Who knows how the bidding will pan out, given that Welsh Government transport minister Ken Skates is intent on running the new franchise like a concession?
“Transport for Wales will only let those contracts that it has to on a commercial basis,” he says. “Where they do, the profits… will be capped, with excess reinvested into the wider transport system, driving down costs for the passenger.”
Wherever possible, other services will be run through a not-for-profit model, Skates adds. Once the franchise is let, he expects Transport for Wales to oversee managing aspects such as marketing and integrated ticketing.
Expect plenty of horse trading over the next year. And how high will the bar be set, in terms of standards? Might some contenders drop out?
That actually happened in 2003. Cole told WAC that the franchise was let “with a low level specification” - no allowance for growth in passenger numbers, and no extra train capacity. “One competitor pulled out because of what it saw as running down the railway in Wales by the SRA,” he said.

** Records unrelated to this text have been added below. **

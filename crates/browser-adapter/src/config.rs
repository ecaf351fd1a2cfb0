//! Session configuration, supplied by the bootstrap collaborator.
//!
//! The engine consumes this; it never decides headless mode or profile
//! locations itself. Files parse as JSON first, YAML as fallback.

use std::fs::File;
use std::io::Read;
use std::path::{Path, PathBuf};

use serde::{Deserialize, Serialize};
use thiserror::Error;

#[derive(Debug, Error)]
pub enum ConfigError {
    #[error("io error: {0}")]
    Io(#[from] std::io::Error),
    #[error("failed to deserialize session config: {0}")]
    Deserialize(String),
}

#[derive(Clone, Debug, Serialize, Deserialize)]
pub struct SessionConfig {
    #[serde(default = "SessionConfig::default_headless")]
    pub headless: bool,
    #[serde(default)]
    pub window: WindowSize,
    /// Persistent profile directory; `None` means a throwaway profile.
    #[serde(default)]
    pub profile_dir: Option<PathBuf>,
    #[serde(default)]
    pub fingerprint: FingerprintConfig,
    #[serde(default = "SessionConfig::default_nav_timeout_ms")]
    pub nav_timeout_ms: u64,
    #[serde(default = "SessionConfig::default_visibility_timeout_ms")]
    pub visibility_timeout_ms: u64,
}

impl SessionConfig {
    fn default_headless() -> bool {
        true
    }

    fn default_nav_timeout_ms() -> u64 {
        30_000
    }

    fn default_visibility_timeout_ms() -> u64 {
        10_000
    }
}

impl Default for SessionConfig {
    fn default() -> Self {
        Self {
            headless: Self::default_headless(),
            window: WindowSize::default(),
            profile_dir: None,
            fingerprint: FingerprintConfig::default(),
            nav_timeout_ms: Self::default_nav_timeout_ms(),
            visibility_timeout_ms: Self::default_visibility_timeout_ms(),
        }
    }
}

#[derive(Clone, Copy, Debug, Serialize, Deserialize)]
pub struct WindowSize {
    pub width: u32,
    pub height: u32,
}

impl Default for WindowSize {
    fn default() -> Self {
        Self {
            width: 1920,
            height: 1080,
        }
    }
}

/// Anti-automation fingerprint adjustments applied at session start.
#[derive(Clone, Debug, Default, Serialize, Deserialize)]
pub struct FingerprintConfig {
    /// Strip `navigator.webdriver` and automation switches.
    #[serde(default)]
    pub suppress_automation_flags: bool,
    #[serde(default)]
    pub user_agent: Option<String>,
    #[serde(default)]
    pub accept_language: Option<String>,
    #[serde(default)]
    pub timezone: Option<String>,
}

pub fn load_config_from_reader<R: Read>(mut reader: R) -> Result<SessionConfig, ConfigError> {
    let mut buf = String::new();
    reader.read_to_string(&mut buf)?;
    parse_config_str(&buf)
}

pub fn load_config_from_path(path: impl AsRef<Path>) -> Result<SessionConfig, ConfigError> {
    let file = File::open(path.as_ref())?;
    load_config_from_reader(file)
}

pub fn parse_config_str(raw: &str) -> Result<SessionConfig, ConfigError> {
    match serde_json::from_str(raw) {
        Ok(config) => Ok(config),
        Err(json_err) => serde_yaml::from_str(raw).map_err(|yaml_err| {
            ConfigError::Deserialize(format!(
                "json error: {}; yaml error: {}",
                json_err, yaml_err
            ))
        }),
    }
}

Wales has long felt hard done by in terms of spending. In 2003, it was out of luck again because, as Cobbe pointed out to the Commons committee, SRA was “wrestling with… West Coast modernisation and… found itself with the most colossal budget crisis”.
Thus it let a ‘minimally specified franchise’ to preserve continuity of services. Moreover, Cobbe added, once Arriva got the nod (as cheapest bidder), SRA looked for “anything that could be done to reduce the support cost”. He explained to MPs: “Things were omitted from the franchise, with capacity for growth being the most significant.”
Between them, the Welsh Government and Arriva tried to make the best of a bad job. Skates told WAC that his Government has invested around £30 million annually to cope with increased demand, with ATW pumping in a total of £35m.